Ceci dit il est exclu de faire jouer n'importe quelle considération pratique. Si on voulait faire jouer des considérations morales, religieuses, techniques, pour construire les concepts scientifiques, ce serait désastreux. Les considérations pratiques appropriées sont toutes celles qui relèvent des valeurs épistémiques : fécondité, capacité prédictive, cohérence, simplicité, force explicative, etc. 
Est-ce que cela nous fait replonger dans ce que nous craignons dans le relativisme, à savoir l'arbitraire? Bien sûr que non. Cela signifie simplement que les questions épistémologiques ne sont pas des questions scientifiques. Les valeurs scientifiques nous guident dans la construction de nos théories, et les théories une fois construites sont vérifiées (ou réfutées). Ce sont les théories qui sont vraies ou fausses, pas les constructions. Une construction, elle, est solide ou fragile, seulement.
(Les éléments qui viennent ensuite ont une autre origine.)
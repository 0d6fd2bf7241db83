//! Operator configuration.
//!
//! Values are looked up by key through a [`ConfigStore`]. The on-disk store
//! resolves `TRACEDROP_<KEY>` from the environment first, then the file
//! `<config_dir>/tracedrop/<key>`.

use crate::crypto::{KeyError, OperatorKey};
use std::collections::BTreeMap;
use std::fs;
use std::io::Write;
use std::path::{Path, PathBuf};
use std::sync::Mutex;
use thiserror::Error;

pub const KEY_USER: &str = "user";
pub const KEY_GROUP: &str = "group";
pub const KEY_USER_SECRET_KEY: &str = "user_secret_key";
pub const KEY_UPLOAD_BASE: &str = "upload_base";
pub const KEY_CREDENTIAL_CHECKER: &str = "credential_checker";

const ENV_PREFIX: &str = "TRACEDROP_";

#[derive(Debug, Error)]
pub enum ConfigError {
    #[error("can't find {env_var} or {path}")]
    Missing {
        key: String,
        env_var: String,
        path: String,
    },

    #[error("invalid {key}: {reason}")]
    Malformed { key: String, reason: String },

    #[error("no per-user configuration directory on this system")]
    NoConfigDir,

    #[error("config I/O error at {path}: {source}")]
    Io {
        path: String,
        #[source]
        source: std::io::Error,
    },

    #[error("config store lock poisoned")]
    Poisoned,
}

impl ConfigError {
    pub fn exit_code(&self) -> i32 {
        6
    }
}

/// Name of the environment variable overriding `key`.
pub fn env_var_for(key: &str) -> String {
    format!("{ENV_PREFIX}{}", key.to_ascii_uppercase())
}

/// Key/value capability behind operator identity and the consent cache.
pub trait ConfigStore: Send + Sync {
    fn get(&self, key: &str) -> Result<Option<String>, ConfigError>;

    fn set(&self, key: &str, value: &str) -> Result<(), ConfigError>;

    /// Human-readable location of `key`, used in diagnostics.
    fn location(&self, key: &str) -> String {
        key.to_string()
    }

    fn require(&self, key: &str) -> Result<String, ConfigError> {
        self.get(key)?.ok_or_else(|| ConfigError::Missing {
            key: key.to_string(),
            env_var: env_var_for(key),
            path: self.location(key),
        })
    }
}

/// Environment variables over one file per key.
#[derive(Debug, Clone)]
pub struct FileConfigStore {
    dir: PathBuf,
    read_env: bool,
}

impl FileConfigStore {
    pub fn new(dir: impl Into<PathBuf>) -> Self {
        Self {
            dir: dir.into(),
            read_env: true,
        }
    }

    /// `<config_dir>/tracedrop`, e.g. `~/.config/tracedrop` on Linux.
    pub fn user_default() -> Result<Self, ConfigError> {
        let base = dirs::config_dir().ok_or(ConfigError::NoConfigDir)?;
        Ok(Self::new(base.join("tracedrop")))
    }

    /// Ignore `TRACEDROP_*` variables; only the files are consulted.
    pub fn without_env(mut self) -> Self {
        self.read_env = false;
        self
    }

    pub fn dir(&self) -> &Path {
        &self.dir
    }

    fn path_for(&self, key: &str) -> PathBuf {
        self.dir.join(key)
    }
}

impl ConfigStore for FileConfigStore {
    fn get(&self, key: &str) -> Result<Option<String>, ConfigError> {
        if self.read_env {
            if let Ok(value) = std::env::var(env_var_for(key)) {
                return Ok(Some(value));
            }
        }

        let path = self.path_for(key);
        match fs::read_to_string(&path) {
            Ok(contents) => Ok(Some(contents.replace('\n', ""))),
            Err(e) if e.kind() == std::io::ErrorKind::NotFound => Ok(None),
            Err(source) => Err(ConfigError::Io {
                path: path.display().to_string(),
                source,
            }),
        }
    }

    fn set(&self, key: &str, value: &str) -> Result<(), ConfigError> {
        let path = self.path_for(key);
        let io_err = |source| ConfigError::Io {
            path: path.display().to_string(),
            source,
        };

        fs::create_dir_all(&self.dir).map_err(io_err)?;

        let mut options = fs::OpenOptions::new();
        options.write(true).create(true).truncate(true);
        #[cfg(unix)]
        {
            use std::os::unix::fs::OpenOptionsExt;
            options.mode(0o600);
        }
        let mut file = options.open(&path).map_err(io_err)?;
        file.write_all(value.as_bytes()).map_err(io_err)?;
        tracing::debug!(key, path = %path.display(), "config value written");
        Ok(())
    }

    fn location(&self, key: &str) -> String {
        self.path_for(key).display().to_string()
    }
}

#[derive(Debug, Default)]
pub struct MemoryConfigStore {
    values: Mutex<BTreeMap<String, String>>,
}

impl MemoryConfigStore {
    pub fn new() -> Self {
        Self::default()
    }

    pub fn with(self, key: &str, value: &str) -> Self {
        if let Ok(mut values) = self.values.lock() {
            values.insert(key.to_string(), value.to_string());
        }
        self
    }
}

impl ConfigStore for MemoryConfigStore {
    fn get(&self, key: &str) -> Result<Option<String>, ConfigError> {
        let values = self.values.lock().map_err(|_| ConfigError::Poisoned)?;
        Ok(values.get(key).cloned())
    }

    fn set(&self, key: &str, value: &str) -> Result<(), ConfigError> {
        let mut values = self.values.lock().map_err(|_| ConfigError::Poisoned)?;
        values.insert(key.to_string(), value.to_string());
        Ok(())
    }
}

/// Cloud access credentials carried in the first two fields of the secret key.
#[derive(Clone, PartialEq, Eq)]
pub struct CloudCredentials {
    pub access_key_id: String,
    pub secret_access_key: String,
}

impl std::fmt::Debug for CloudCredentials {
    fn fmt(&self, f: &mut std::fmt::Formatter<'_>) -> std::fmt::Result {
        f.debug_struct("CloudCredentials")
            .field("access_key_id", &self.access_key_id)
            .finish_non_exhaustive()
    }
}

/// The parsed `<access-key-id>,<secret>,<signing key>` triple.
#[derive(Debug)]
pub struct UserSecretKey {
    pub cloud: CloudCredentials,
    pub signing_key: OperatorKey,
}

impl UserSecretKey {
    pub fn parse(value: &str) -> Result<Self, ConfigError> {
        let malformed = |reason: String| ConfigError::Malformed {
            key: KEY_USER_SECRET_KEY.to_string(),
            reason,
        };

        let parts: Vec<&str> = value.trim().split(',').collect();
        let [id, secret, key] = parts.as_slice() else {
            return Err(malformed(format!(
                "expected 3 comma-separated fields, found {}",
                parts.len()
            )));
        };

        let signing_key =
            OperatorKey::from_sec1_base64(key).map_err(|e: KeyError| malformed(e.to_string()))?;
        Ok(Self {
            cloud: CloudCredentials {
                access_key_id: id.to_string(),
                secret_access_key: secret.to_string(),
            },
            signing_key,
        })
    }

    /// Inverse of [`UserSecretKey::parse`].
    pub fn encode(&self) -> Result<String, KeyError> {
        Ok(format!(
            "{},{},{}",
            self.cloud.access_key_id,
            self.cloud.secret_access_key,
            self.signing_key.to_sec1_base64()?
        ))
    }
}

/// Everything known about the operator for one run.
#[derive(Debug)]
pub struct OperatorConfig {
    pub user: String,
    pub group: String,
    pub cloud: Option<CloudCredentials>,
    /// Held only until signing; see [`OperatorConfig::take_signing_key`].
    pub signing_key: Option<OperatorKey>,
    pub upload_base: Option<String>,
    pub credential_checker: Option<String>,
}

impl OperatorConfig {
    /// Load identity and optional settings from `store`.
    ///
    /// `user` and `group` are always required; `user_secret_key` only when
    /// `require_secret_key` is set.
    pub fn load(store: &dyn ConfigStore, require_secret_key: bool) -> Result<Self, ConfigError> {
        let user = store.require(KEY_USER)?;
        let group = store.require(KEY_GROUP)?;
        let secret = if require_secret_key {
            Some(store.require(KEY_USER_SECRET_KEY)?)
        } else {
            store.get(KEY_USER_SECRET_KEY)?
        };

        let parsed = secret.as_deref().map(UserSecretKey::parse).transpose()?;
        let (cloud, signing_key) = match parsed {
            Some(UserSecretKey { cloud, signing_key }) => (Some(cloud), Some(signing_key)),
            None => (None, None),
        };

        Ok(Self {
            user,
            group,
            cloud,
            signing_key,
            upload_base: store.get(KEY_UPLOAD_BASE)?,
            credential_checker: store.get(KEY_CREDENTIAL_CHECKER)?,
        })
    }

    /// Move the signing key out so the signer owns the only copy.
    pub fn take_signing_key(&mut self) -> Option<OperatorKey> {
        self.signing_key.take()
    }

    pub fn cloud_credentials(&self) -> Option<&CloudCredentials> {
        self.cloud.as_ref()
    }
}
//! `tracedrop upload-package` - Submit a package produced by `upload --defer`.
//!
//! When the package's `.cmd` descriptor sits next to it, the recorded
//! commands are replayed as-is and no local operator configuration is
//! needed. Otherwise the upload is rebuilt from local settings.

use super::super::args::UploadPackageArgs;
use super::{build_transport, config_store, load_operator, metadata_fields, report};
use crate::exit_codes::SUCCESS;
use anyhow::{bail, Context, Result};
use tracedrop_core::trailer::read_trailer;
use tracedrop_core::upload::sidecar_path;
use tracedrop_core::{replay_deferred, CommandRunner, DeferredDescriptor, Uploader};

pub async fn run(args: UploadPackageArgs, runner: &dyn CommandRunner) -> Result<i32> {
    if !args.package.is_file() {
        bail!("package not found: {}", args.package.display());
    }

    let sidecar = sidecar_path(&args.package);
    if !args.ignore_descriptor && sidecar.is_file() {
        let descriptor = DeferredDescriptor::read(&sidecar)
            .with_context(|| format!("failed to read descriptor {}", sidecar.display()))?;
        let t = &args.transport;
        if t.title.is_some() || t.url.is_some() || t.extra_metadata.is_some() {
            tracing::warn!("header options are ignored when replaying a recorded descriptor");
        }
        tracing::info!(descriptor = %sidecar.display(), "replaying recorded upload");

        let outcome = replay_deferred(runner, &args.package, &descriptor).await?;
        report(&outcome);
        return Ok(SUCCESS);
    }

    // Reject a damaged package before touching config or cloud tooling.
    if !args.unsigned {
        read_trailer(&args.package).context("package carries no valid signing trailer")?;
    }

    let store = config_store()?;
    let config = load_operator(args.transport.provider, &store, runner, false).await?;
    let transport = build_transport(&args.transport, &config, runner).await?;

    let mut uploader = Uploader::new(runner, transport.as_ref());
    if let Some(base) = &config.upload_base {
        uploader = uploader.with_base(base.clone());
    }

    let fields = metadata_fields(&args.transport, &config);
    let outcome = uploader
        .upload_package(&args.package, &fields, args.unsigned)
        .await?;

    report(&outcome);
    Ok(SUCCESS)
}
On peut admettre cela sans remettre en cause la valeur de la science!

5 commentaires:

  1. Ton argument repose en fait entièrement sur l'idée que le sens d'une proposition est sa méthode de vérification.
    Dans ce cas, en effet, si nos méthodes de vérification diffèrent, alors nos propositions n'ont pas le même sens et il n'y a pas de relativisme, comme tu le remarques justement.
    Et si nos méthodes de vérification ne diffèrent pas, alors nos propositions ont le même sens et il n'y a pas non plus de relativisme.
    CQFD !

    Mais ton argument repose sur une base étroite : la théorie de la signification que j'ai décrite précédemment, qui n'est pas une platitude, qui est critiquable et a été critiquée abondamment.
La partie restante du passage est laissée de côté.